Que l’on soit croyant ou athée, la question de la foi est toujours présente. Folie d’une croyance irraisonnée ou folie d’un athéisme nihiliste seraient les extrêmes entre lesquels chaque individu exercerait son discernement pour trouver une vérité à l’existence.
La cible de ces derniers jours est celle des abstentionnistes et des électeurs de l’extrême droite. Ceux qui ne croient plus ou n’ont jamais cru en la politique ou qui n’espèrent rien des « politiques » au pouvoir.
Ce besoin de croire ou d’espérer est probablement le propre de l’homme.
Un tweet du 6 avril interpelle par la simplicité de la réponse.
«@DalaiLama : I am often asked whether I am optimistic for the future of humanity. My simple answer is yes. ». Traduction :« On me demande souvent si je suis optimiste pour l’avenir de l’humanité. Ma réponse est oui. »
Agaçant.
Agaçant parce que le Dalaï Lama ne donne aucune solution. Il répond à la question par oui, mais combien répondraient non !
Cela peut nous faire penser au toujours d’actualité « pari de Pascal » sur l’existence de Dieu :
« Vous avez deux choses à perdre : le vrai et le bien, et deux choses à engager : votre raison et votre volonté, votre connaissance et votre béatitude ; et votre nature a deux choses à fuir : l’erreur et la misère. Votre raison n’est pas plus blessée, en choisissant l’un que l’autre, puisqu’il faut nécessairement choisir. Voilà un point vidé. Mais votre béatitude ? Pesons le gain et la perte, en prenant croix que Dieu est. Estimons ces deux cas : si vous gagnez, vous gagnez tout ; si vous perdez, vous ne perdez rien. Gagez donc qu’il est, sans hésiter. »
Blaise Pascal, Pensées (1670)
La foi est ici mise à l’épreuve de la raison, du rationnel… Laissons à chacun le choix de la réponse.

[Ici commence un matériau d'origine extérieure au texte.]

//! Activity form with dependent category/type selectors.

use egui::{ComboBox, Grid, RichText, TextEdit, Ui};

use super::{form_buttons, FormAction};
use crate::activities::{ActivityType, Category};

/// Selected category and type plus the raw duration text.
#[derive(Debug, Clone, PartialEq)]
pub struct ActivityForm {
    pub category: Category,
    pub activity_type: ActivityType,
    pub duration: String,
}

impl Default for ActivityForm {
    fn default() -> Self {
        let category = Category::Cardio;
        Self {
            category,
            activity_type: category.types()[0],
            duration: String::new(),
        }
    }
}

impl ActivityForm {
    pub fn new() -> Self {
        Self::default()
    }

    /// Change category, resetting the type if it no longer belongs.
    pub fn select_category(&mut self, category: Category) {
        self.category = category;
        if !category.contains(self.activity_type) {
            self.activity_type = category.types()[0];
        }
    }

    /// Render the form.
    pub fn show(&mut self, ui: &mut Ui) -> Option<FormAction> {
        ui.heading(RichText::new("Log Activity").strong());
        ui.add_space(12.0);

        let mut selected_category = self.category;

        Grid::new("activity_form_grid")
            .num_columns(2)
            .spacing([12.0, 8.0])
            .show(ui, |ui| {
                ui.label("Category:");
                ComboBox::from_id_salt("activity_category")
                    .selected_text(selected_category.display_name())
                    .show_ui(ui, |ui| {
                        for category in Category::ALL {
                            ui.selectable_value(
                                &mut selected_category,
                                category,
                                category.display_name(),
                            );
                        }
                    });
                ui.end_row();

                ui.label("Activity Type:");
                ComboBox::from_id_salt("activity_type")
                    .selected_text(self.activity_type.display_name())
                    .show_ui(ui, |ui| {
                        for activity_type in self.category.types() {
                            ui.selectable_value(
                                &mut self.activity_type,
                                *activity_type,
                                activity_type.display_name(),
                            );
                        }
                    });
                ui.end_row();

                ui.label("Duration (minutes):");
                ui.add(TextEdit::singleline(&mut self.duration));
                ui.end_row();
            });

        if selected_category != self.category {
            self.select_category(selected_category);
        }

        ui.add_space(12.0);
        form_buttons(ui)
    }
}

Pour les athées que ce pari agace, un autre penseur, mais contemporain :
« En ces temps de misères omniprésentes, de violences aveugles, de catastrophes naturelles ou écologiques, parler de la beauté pourrait paraître incongru, inconvenant, voire provocateur. Presque un scandale. Mais à cause de cela même, on voit qu’à l’opposé du mal, la beauté se situe bien à l’autre bout d’une réalité à laquelle nous avons à faire face. Nous sommes donc convaincus qu’au contraire nous avons pour tâche urgente, et permanente, de dévisager ces deux mystères qui constituent les deux extrémités de l’univers vivant : d’un côté, le mal, et de l’autre, la beauté… Ce qui est en jeu, nous n’en doutons pas, n’est rien moins que l’avenir de la destinée humaine, une destinée qui implique les données fondamentales de la liberté humaine. » François Cheng, Cinq méditations sur la beauté, Albin Michel, 2008.

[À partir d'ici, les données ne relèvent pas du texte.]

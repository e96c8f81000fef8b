//! Versioned on-disk state file.
//!
//! The file is UTF-8 text, one section per line:
//!
//! ```text
//! FTRK 1
//! profile {"name":"Ada","age":30,"weight_kg":65.0,"height_cm":170.0}
//! activities [{"date":"2025-01-10","category":"Cardio","type":"Running",...}]
//! goals [{"id":"...","goal_type":"Calories Burned","target":1000.0,...}]
//! ```
//!
//! The first line holds the magic and the format version. Each following line starts
//! with its section tag and carries one JSON document; `profile` is `null` when unset.

use std::fs;
use std::io::Write;
use std::path::{Path, PathBuf};

use serde::{Deserialize, Serialize};
use thiserror::Error;

use crate::activities::Activity;
use crate::goals::Goal;
use crate::profile::UserProfile;

/// Magic identifier at the start of the file.
pub const MAGIC: &str = "FTRK";

/// File format version.
pub const FORMAT_VERSION: u32 = 1;

/// Default file name, relative to the working directory.
pub const DEFAULT_DATA_FILE: &str = "fitness_tracker_data.txt";

const PROFILE_TAG: &str = "profile";
const ACTIVITIES_TAG: &str = "activities";
const GOALS_TAG: &str = "goals";

/// Everything the tracker persists.
#[derive(Debug, Clone, Default, PartialEq, Serialize, Deserialize)]
pub struct TrackerState {
    pub profile: Option<UserProfile>,
    pub activities: Vec<Activity>,
    pub goals: Vec<Goal>,
}

/// Data file errors.
#[derive(Debug, Error)]
pub enum DataFileError {
    #[error("IO error: {0}")]
    Io(#[from] std::io::Error),

    #[error("Invalid file format")]
    InvalidMagic,

    #[error("Unsupported version: {0}")]
    UnsupportedVersion(u32),

    #[error("Corrupt data file: {0}")]
    Corrupt(String),

    #[error("Serialization error: {0}")]
    Serialization(#[from] serde_json::Error),
}

/// Handle to the state file at a fixed path.
#[derive(Debug, Clone)]
pub struct DataFile {
    path: PathBuf,
}

impl DataFile {
    pub fn new(path: impl Into<PathBuf>) -> Self {
        Self { path: path.into() }
    }

    pub fn path(&self) -> &Path {
        &self.path
    }

    /// Read the state file. A missing file yields empty state.
    pub fn load(&self) -> Result<TrackerState, DataFileError> {
        if !self.path.exists() {
            tracing::info!("No data file at {}, starting empty", self.path.display());
            return Ok(TrackerState::default());
        }

        let content = fs::read_to_string(&self.path)?;
        let state = decode(&content)?;

        tracing::info!(
            "Loaded {} activities and {} goals from {}",
            state.activities.len(),
            state.goals.len(),
            self.path.display()
        );
        Ok(state)
    }

    /// Write the state file atomically.
    ///
    /// The content goes to a sibling temporary file which is then renamed over the
    /// primary, so an interrupted save leaves the previous file intact.
    pub fn save(&self, state: &TrackerState) -> Result<(), DataFileError> {
        let content = encode(state)?;

        if let Some(parent) = self.path.parent() {
            if !parent.as_os_str().is_empty() {
                fs::create_dir_all(parent)?;
            }
        }

        let temp_path = self.temp_path();
        if let Err(e) = write_synced(&temp_path, content.as_bytes()) {
            let _ = fs::remove_file(&temp_path);
            return Err(e.into());
        }

        // Atomic rename
        if let Err(e) = fs::rename(&temp_path, &self.path) {
            let _ = fs::remove_file(&temp_path);
            return Err(e.into());
        }

        tracing::info!(
            "Saved {} activities and {} goals to {}",
            state.activities.len(),
            state.goals.len(),
            self.path.display()
        );
        Ok(())
    }

    fn temp_path(&self) -> PathBuf {
        let mut name = self.path.as_os_str().to_owned();
        name.push(".tmp");
        PathBuf::from(name)
    }
}

impl Default for DataFile {
    fn default() -> Self {
        Self::new(DEFAULT_DATA_FILE)
    }
}

fn write_synced(path: &Path, bytes: &[u8]) -> std::io::Result<()> {
    let mut file = fs::File::create(path)?;
    file.write_all(bytes)?;
    file.sync_all()
}

/// Serialize state to the file format.
pub fn encode(state: &TrackerState) -> Result<String, DataFileError> {
    let mut out = String::new();
    out.push_str(&format!("{} {}\n", MAGIC, FORMAT_VERSION));
    out.push_str(&format!(
        "{} {}\n",
        PROFILE_TAG,
        serde_json::to_string(&state.profile)?
    ));
    out.push_str(&format!(
        "{} {}\n",
        ACTIVITIES_TAG,
        serde_json::to_string(&state.activities)?
    ));
    out.push_str(&format!(
        "{} {}\n",
        GOALS_TAG,
        serde_json::to_string(&state.goals)?
    ));
    Ok(out)
}

/// Parse the file format back into state.
pub fn decode(content: &str) -> Result<TrackerState, DataFileError> {
    let mut lines = content.lines();

    let header = lines
        .next()
        .ok_or_else(|| DataFileError::Corrupt("file is empty".to_string()))?;
    let (magic, version) = header.split_once(' ').ok_or(DataFileError::InvalidMagic)?;
    if magic != MAGIC {
        return Err(DataFileError::InvalidMagic);
    }
    let version: u32 = version
        .trim()
        .parse()
        .map_err(|_| DataFileError::Corrupt(format!("bad version '{}'", version)))?;
    if version != FORMAT_VERSION {
        return Err(DataFileError::UnsupportedVersion(version));
    }

    let profile = serde_json::from_str(section(&mut lines, PROFILE_TAG)?)?;
    let activities = serde_json::from_str(section(&mut lines, ACTIVITIES_TAG)?)?;
    let goals = serde_json::from_str(section(&mut lines, GOALS_TAG)?)?;

    if lines.any(|line| !line.trim().is_empty()) {
        return Err(DataFileError::Corrupt(
            "unexpected content after goals".to_string(),
        ));
    }

    let state = TrackerState {
        profile,
        activities,
        goals,
    };
    check_records(&state)?;
    Ok(state)
}

/// Apply the same field rules the constructors enforce to every decoded record.
fn check_records(state: &TrackerState) -> Result<(), DataFileError> {
    if let Some(profile) = &state.profile {
        profile
            .validate()
            .map_err(|e| DataFileError::Corrupt(format!("profile: {}", e)))?;
    }
    for (index, activity) in state.activities.iter().enumerate() {
        activity
            .validate()
            .map_err(|e| DataFileError::Corrupt(format!("activity {}: {}", index + 1, e)))?;
    }
    for goal in &state.goals {
        goal.validate()
            .map_err(|e| DataFileError::Corrupt(format!("goal {}: {}", goal.id, e)))?;
    }
    Ok(())
}

fn section<'a>(
    lines: &mut impl Iterator<Item = &'a str>,
    tag: &str,
) -> Result<&'a str, DataFileError> {
    let line = lines
        .next()
        .ok_or_else(|| DataFileError::Corrupt(format!("missing {} section", tag)))?;
    match line.split_once(' ') {
        Some((found, payload)) if found == tag => Ok(payload),
        _ => Err(DataFileError::Corrupt(format!(
            "expected {} section",
            tag
        ))),
    }
}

Notre académicien français, à la double culture, qui a connu la violence aveugle et vécu le sentiment indicible de la beauté, vient rappeler dans son livre une vérité : Parier sur la capacité de l’être humain à produire le bien et le beau, c’est parier sur l’avenir de la destinée humaine, pari peut être pas si fou que cela au regard de celui de Pascal…
Dans 15 jours, l’exercice du droit de vote, liberté chèrement acquise, ne serait donc que l’exercice d’une folie vitale et raisonnable, celle de croire encore en l’être humain.